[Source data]
****************************************

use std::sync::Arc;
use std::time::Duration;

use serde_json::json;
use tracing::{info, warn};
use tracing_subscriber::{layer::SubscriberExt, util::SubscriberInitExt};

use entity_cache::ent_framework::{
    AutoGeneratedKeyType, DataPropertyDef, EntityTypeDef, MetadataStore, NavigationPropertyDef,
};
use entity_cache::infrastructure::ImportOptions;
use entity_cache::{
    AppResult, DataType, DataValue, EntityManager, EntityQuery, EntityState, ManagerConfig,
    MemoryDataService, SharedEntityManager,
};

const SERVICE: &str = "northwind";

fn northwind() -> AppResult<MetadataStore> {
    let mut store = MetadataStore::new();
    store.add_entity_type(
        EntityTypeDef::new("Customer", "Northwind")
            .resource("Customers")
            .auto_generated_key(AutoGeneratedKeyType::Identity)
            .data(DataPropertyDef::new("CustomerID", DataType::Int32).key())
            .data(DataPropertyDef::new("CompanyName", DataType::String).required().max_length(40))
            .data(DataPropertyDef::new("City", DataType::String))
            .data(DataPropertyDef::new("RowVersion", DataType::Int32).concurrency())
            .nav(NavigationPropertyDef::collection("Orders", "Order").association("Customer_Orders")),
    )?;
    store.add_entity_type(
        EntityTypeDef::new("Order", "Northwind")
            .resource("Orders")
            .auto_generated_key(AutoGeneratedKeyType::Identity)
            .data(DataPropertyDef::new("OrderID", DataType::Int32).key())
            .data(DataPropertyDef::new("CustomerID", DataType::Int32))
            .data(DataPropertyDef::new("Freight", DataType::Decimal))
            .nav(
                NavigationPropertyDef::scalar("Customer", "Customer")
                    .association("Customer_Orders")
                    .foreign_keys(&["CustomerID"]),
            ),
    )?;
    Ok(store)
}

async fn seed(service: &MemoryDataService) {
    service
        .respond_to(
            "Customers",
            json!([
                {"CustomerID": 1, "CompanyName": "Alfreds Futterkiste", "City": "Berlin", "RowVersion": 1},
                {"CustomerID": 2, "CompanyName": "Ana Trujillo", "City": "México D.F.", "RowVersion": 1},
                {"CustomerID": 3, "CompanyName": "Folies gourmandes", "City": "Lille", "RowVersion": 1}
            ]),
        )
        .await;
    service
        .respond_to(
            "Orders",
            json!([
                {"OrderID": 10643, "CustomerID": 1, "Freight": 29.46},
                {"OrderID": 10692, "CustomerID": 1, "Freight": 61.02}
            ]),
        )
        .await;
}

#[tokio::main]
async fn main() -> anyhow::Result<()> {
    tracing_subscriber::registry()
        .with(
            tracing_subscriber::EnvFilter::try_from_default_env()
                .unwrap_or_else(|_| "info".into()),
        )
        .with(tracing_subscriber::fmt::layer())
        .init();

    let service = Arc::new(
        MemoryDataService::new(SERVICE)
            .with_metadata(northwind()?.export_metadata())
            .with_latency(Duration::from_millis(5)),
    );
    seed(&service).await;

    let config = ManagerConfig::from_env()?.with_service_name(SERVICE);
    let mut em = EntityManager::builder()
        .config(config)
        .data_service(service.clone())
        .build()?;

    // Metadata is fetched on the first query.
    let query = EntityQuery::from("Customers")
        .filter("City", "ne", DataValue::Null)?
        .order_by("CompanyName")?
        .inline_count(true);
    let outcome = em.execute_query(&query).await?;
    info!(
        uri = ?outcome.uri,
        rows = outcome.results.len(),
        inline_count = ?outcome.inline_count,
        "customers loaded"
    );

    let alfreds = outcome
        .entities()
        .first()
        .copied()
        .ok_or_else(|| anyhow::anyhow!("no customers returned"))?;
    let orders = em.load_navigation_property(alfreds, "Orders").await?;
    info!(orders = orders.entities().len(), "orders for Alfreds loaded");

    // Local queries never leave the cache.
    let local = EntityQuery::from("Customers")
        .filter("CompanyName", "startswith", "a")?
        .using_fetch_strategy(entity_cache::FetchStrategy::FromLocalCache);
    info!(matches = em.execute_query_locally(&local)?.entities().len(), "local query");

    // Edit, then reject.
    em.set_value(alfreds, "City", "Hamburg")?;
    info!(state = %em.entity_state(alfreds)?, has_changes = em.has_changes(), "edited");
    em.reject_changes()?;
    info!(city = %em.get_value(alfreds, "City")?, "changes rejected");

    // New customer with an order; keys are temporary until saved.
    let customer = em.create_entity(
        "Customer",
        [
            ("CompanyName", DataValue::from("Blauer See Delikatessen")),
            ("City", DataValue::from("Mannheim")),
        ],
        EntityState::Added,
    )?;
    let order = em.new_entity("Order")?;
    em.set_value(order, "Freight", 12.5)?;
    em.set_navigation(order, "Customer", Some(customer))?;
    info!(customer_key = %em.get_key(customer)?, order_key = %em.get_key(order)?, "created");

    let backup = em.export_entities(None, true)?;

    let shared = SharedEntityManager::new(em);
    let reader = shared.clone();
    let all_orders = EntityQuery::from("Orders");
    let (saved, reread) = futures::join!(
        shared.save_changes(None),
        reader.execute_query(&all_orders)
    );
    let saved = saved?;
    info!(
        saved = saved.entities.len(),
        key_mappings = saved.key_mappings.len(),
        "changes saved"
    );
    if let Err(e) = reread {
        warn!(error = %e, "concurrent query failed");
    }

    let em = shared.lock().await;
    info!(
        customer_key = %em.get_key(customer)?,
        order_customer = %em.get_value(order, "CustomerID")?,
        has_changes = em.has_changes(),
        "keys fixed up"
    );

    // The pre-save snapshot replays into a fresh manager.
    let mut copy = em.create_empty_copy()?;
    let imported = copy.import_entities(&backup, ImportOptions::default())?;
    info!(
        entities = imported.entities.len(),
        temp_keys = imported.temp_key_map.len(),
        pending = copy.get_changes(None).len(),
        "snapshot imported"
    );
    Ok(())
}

****************************************

• _Problem details_
Repeat the data. Leave nothing out and change nothing.

• _Your solution_
use std::sync::Arc;
use std::time::Duration;

use serde_json::json;
use tracing::{info, warn};
use tracing_subscriber::{layer::SubscriberExt, util::SubscriberInitExt};

use entity_cache::ent_framework::{
    AutoGeneratedKeyType, DataPropertyDef, EntityTypeDef, MetadataStore, NavigationPropertyDef,
};
use entity_cache::infrastructure::ImportOptions;
use entity_cache::{
    AppResult, DataType, DataValue, EntityManager, EntityQuery, EntityState, ManagerConfig,
    MemoryDataService, SharedEntityManager,
};

const SERVICE: &str = "northwind";

fn northwind() -> AppResult<MetadataStore> {
    let mut store = MetadataStore::new();
    store.add_entity_type(
        EntityTypeDef::new("Customer", "Northwind")
            .resource("Customers")
            .auto_generated_key(AutoGeneratedKeyType::Identity)
            .data(DataPropertyDef::new("CustomerID", DataType::Int32).key())
            .data(DataPropertyDef::new("CompanyName", DataType::String).required().max_length(40))
            .data(DataPropertyDef::new("City", DataType::String))
            .data(DataPropertyDef::new("RowVersion", DataType::Int32).concurrency())
            .nav(NavigationPropertyDef::collection("Orders", "Order").association("Customer_Orders")),
    )?;
    store.add_entity_type(
        EntityTypeDef::new("Order", "Northwind")
            .resource("Orders")
            .auto_generated_key(AutoGeneratedKeyType::Identity)
            .data(DataPropertyDef::new("OrderID", DataType::Int32).key())
            .data(DataPropertyDef::new("CustomerID", DataType::Int32))
            .data(DataPropertyDef::new("Freight", DataType::Decimal))
            .nav(
                NavigationPropertyDef::scalar("Customer", "Customer")
                    .association("Customer_Orders")
                    .foreign_keys(&["CustomerID"]),
            ),
    )?;
    Ok(store)
}

async fn seed(service: &MemoryDataService) {
    service
        .respond_to(
            "Customers",
            json!([
                {"CustomerID": 1, "CompanyName": "Alfreds Futterkiste", "City": "Berlin", "RowVersion": 1},
                {"CustomerID": 2, "CompanyName": "Ana Trujillo", "City": "México D.F.", "RowVersion": 1},
                {"CustomerID": 3, "CompanyName": "Folies gourmandes", "City": "Lille", "RowVersion": 1}
            ]),
        )
        .await;
    service
        .respond_to(
            "Orders",
            json!([
                {"OrderID": 10643, "CustomerID": 1, "Freight": 29.46},
                {"OrderID": 10692, "CustomerID": 1, "Freight": 61.02}
            ]),
        )
        .await;
}

#[tokio::main]
async fn main() -> anyhow::Result<()> {
    tracing_subscriber::registry()
        .with(
            tracing_subscriber::EnvFilter::try_from_default_env()
                .unwrap_or_else(|_| "info".into()),
        )
        .with(tracing_subscriber::fmt::layer())
        .init();

    let service = Arc::new(
        MemoryDataService::new(SERVICE)
            .with_metadata(northwind()?.export_metadata())
            .with_latency(Duration::from_millis(5)),
    );
    seed(&service).await;

    let config = ManagerConfig::from_env()?.with_service_name(SERVICE);
    let mut em = EntityManager::builder()
        .config(config)
        .data_service(service.clone())
        .build()?;

    // Metadata is fetched on the first query.
    let query = EntityQuery::from("Customers")
        .filter("City", "ne", DataValue::Null)?
        .order_by("CompanyName")?
        .inline_count(true);
    let outcome = em.execute_query(&query).await?;
    info!(
        uri = ?outcome.uri,
        rows = outcome.results.len(),
        inline_count = ?outcome.inline_count,
        "customers loaded"
    );

    let alfreds = outcome
        .entities()
        .first()
        .copied()
        .ok_or_else(|| anyhow::anyhow!("no customers returned"))?;
    let orders = em.load_navigation_property(alfreds, "Orders").await?;
    info!(orders = orders.entities().len(), "orders for Alfreds loaded");

    // Local queries never leave the cache.
    let local = EntityQuery::from("Customers")
        .filter("CompanyName", "startswith", "a")?
        .using_fetch_strategy(entity_cache::FetchStrategy::FromLocalCache);
    info!(matches = em.execute_query_locally(&local)?.entities().len(), "local query");

    // Edit, then reject.
    em.set_value(alfreds, "City", "Hamburg")?;
    info!(state = %em.entity_state(alfreds)?, has_changes = em.has_changes(), "edited");
    em.reject_changes()?;
    info!(city = %em.get_value(alfreds, "City")?, "changes rejected");

    // New customer with an order; keys are temporary until saved.
    let customer = em.create_entity(
        "Customer",
        [
            ("CompanyName", DataValue::from("Blauer See Delikatessen")),
            ("City", DataValue::from("Mannheim")),
        ],
        EntityState::Added,
    )?;
    let order = em.new_entity("Order")?;
    em.set_value(order, "Freight", 12.5)?;
    em.set_navigation(order, "Customer", Some(customer))?;
    info!(customer_key = %em.get_key(customer)?, order_key = %em.get_key(order)?, "created");

    let backup = em.export_entities(None, true)?;

    let shared = SharedEntityManager::new(em);
    let reader = shared.clone();
    let all_orders = EntityQuery::from("Orders");
    let (saved, reread) = futures::join!(
        shared.save_changes(None),
        reader.execute_query(&all_orders)
    );
    let saved = saved?;
    info!(
        saved = saved.entities.len(),
        key_mappings = saved.key_mappings.len(),
        "changes saved"
    );
    if let Err(e) = reread {
        warn!(error = %e, "concurrent query failed");
    }

    let em = shared.lock().await;
    info!(
        customer_key = %em.get_key(customer)?,
        order_customer = %em.get_value(order, "CustomerID")?,
        has_changes = em.has_changes(),
        "keys fixed up"
    );

    // The pre-save snapshot replays into a fresh manager.
    let mut copy = em.create_empty_copy()?;
    let imported = copy.import_entities(&backup, ImportOptions::default())?;
    info!(
        entities = imported.entities.len(),
        temp_keys = imported.temp_key_map.len(),
        pending = copy.get_changes(None).len(),
        "snapshot imported"
    );
    Ok(())
}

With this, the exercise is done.